Now I have my own numbers to worry about. Last year’s tetradecathlon at the European Championships gave me a benchmark of 4000 points. I will be fiercely competing against my former self- hoping for 5000, but will likely be some distance from the winner’s 8000+.

No matter how many times I’ve told people that I started all of this so that I could be 12th in the World (of 12)… the truth is that I’d be devastated to come last. I’d not even be that pleased with second last. It’s pretty frightening to put your goals out there, but I’m hoping for a top-ten finish.

This is all completely ridiculous, given that a) my initial desire was simply to finish, and b) most of these women have been training for this since birth. But after putting god-knows how many hours into it, one can’t help but care a bit.

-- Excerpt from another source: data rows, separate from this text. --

//! Pure arithmetic library with a small demo CLI.
//!
//! The crate keeps a strict separation:
//!
//! - **[`core`]**: Pure, deterministic arithmetic over [`Number`]. No I/O, no
//!   logging; failures are returned as [`ArithmeticError`].
//! - **[`io`]**: Side-effecting helpers (the optional TOML config).
//!
//! [`demo`] combines both to implement the `calculator` binary's commands.

pub mod core;
pub mod demo;
pub mod exit_codes;
pub mod io;
pub mod logging;
#[cfg(any(test, feature = "test-support"))]
pub mod test_support;

pub use crate::core::arith::{
    absolute, add, divide, modulo, multiply, power, square_root, subtract,
};
pub use crate::core::error::{ArithmeticError, ParseNumberError};
pub use crate::core::number::Number;
pub use crate::core::operation::Operation;
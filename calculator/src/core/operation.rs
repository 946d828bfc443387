//! Named binary operations, used by the demo and the `eval` command.

use std::fmt;

use clap::ValueEnum;
use serde::{Deserialize, Serialize};

use crate::core::arith;
use crate::core::error::ArithmeticError;
use crate::core::number::Number;

/// One of the six binary arithmetic operations.
#[derive(Debug, Clone, Copy, PartialEq, Eq, Hash, Serialize, Deserialize, ValueEnum)]
#[serde(rename_all = "lowercase")]
pub enum Operation {
    Add,
    Subtract,
    Multiply,
    Divide,
    Power,
    Modulo,
}

impl Operation {
    /// All operations in demo order.
    pub const ALL: [Operation; 6] = [
        Operation::Add,
        Operation::Subtract,
        Operation::Multiply,
        Operation::Divide,
        Operation::Power,
        Operation::Modulo,
    ];

    pub fn name(self) -> &'static str {
        match self {
            Operation::Add => "add",
            Operation::Subtract => "subtract",
            Operation::Multiply => "multiply",
            Operation::Divide => "divide",
            Operation::Power => "power",
            Operation::Modulo => "modulo",
        }
    }

    /// Infix symbol used when rendering `a <symbol> b = result`.
    pub fn symbol(self) -> char {
        match self {
            Operation::Add => '+',
            Operation::Subtract => '-',
            Operation::Multiply => '*',
            Operation::Divide => '/',
            Operation::Power => '^',
            Operation::Modulo => '%',
        }
    }

    /// Evaluate the operation on `a` and `b`.
    pub fn apply(self, a: Number, b: Number) -> Result<Number, ArithmeticError> {
        match self {
            Operation::Add => Ok(arith::add(a, b)),
            Operation::Subtract => Ok(arith::subtract(a, b)),
            Operation::Multiply => Ok(arith::multiply(a, b)),
            Operation::Divide => arith::divide(a, b),
            Operation::Power => Ok(arith::power(a, b)),
            Operation::Modulo => arith::modulo(a, b),
        }
    }

    /// True for operations that reject a zero right-hand operand.
    pub fn rejects_zero_divisor(self) -> bool {
        matches!(self, Operation::Divide | Operation::Modulo)
    }
}

impl fmt::Display for Operation {
    fn fmt(&self, f: &mut fmt::Formatter<'_>) -> fmt::Result {
        f.write_str(self.name())
    }
}
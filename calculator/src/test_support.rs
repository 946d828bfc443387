//! Test-only helpers for comparing floating-point results.

use crate::core::number::Number;

/// Default tolerance for float comparisons in tests; see [`approx_eq`] for scaling.
pub const TOLERANCE: f64 = 1e-4;

/// True if `actual` is within `tolerance * max(|expected|, 1)` of `expected`.
///
/// The tolerance is absolute for expected values up to one in magnitude and
/// relative beyond that.
pub fn approx_eq(actual: f64, expected: f64, tolerance: f64) -> bool {
    if actual == expected {
        return true;
    }
    let scale = expected.abs().max(1.0);
    (actual - expected).abs() <= tolerance * scale
}

/// Assert that `actual` is within [`TOLERANCE`] of `expected`.
#[track_caller]
pub fn assert_close(actual: Number, expected: f64) {
    assert!(
        approx_eq(actual.as_f64(), expected, TOLERANCE),
        "expected {} to be within {} of {}",
        actual,
        TOLERANCE,
        expected
    );
}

Last weekend, I competed ten events and came last in all but two. I am constantly saying that I like to find the joy in coming last; but it’s a bit of an untruth. It was funny last year to come last- in my first season, the taking-part felt enough in itself. But what’s my excuse now?

So off I go. Off I go.

I’ve enlisted Arron to take photos of the most painful moments this weekend, lest I forget and sign up for something stupid again. If you want to see what’s going on, keep an eye on my Instagram.

World champs + World records

We’re in the midst of the World Championships- not the Ultra MultiEvents World Championships, but the geniune one; where athletes pick one or at a push, two events in which to compete with some level of competence.

Needless to say, I am binge-watching; both on TV and IRL. There has been a disappointing lack of new World Records so far; so instead, I’ve been looking at age-category records, particularly as a way to guage my own progress.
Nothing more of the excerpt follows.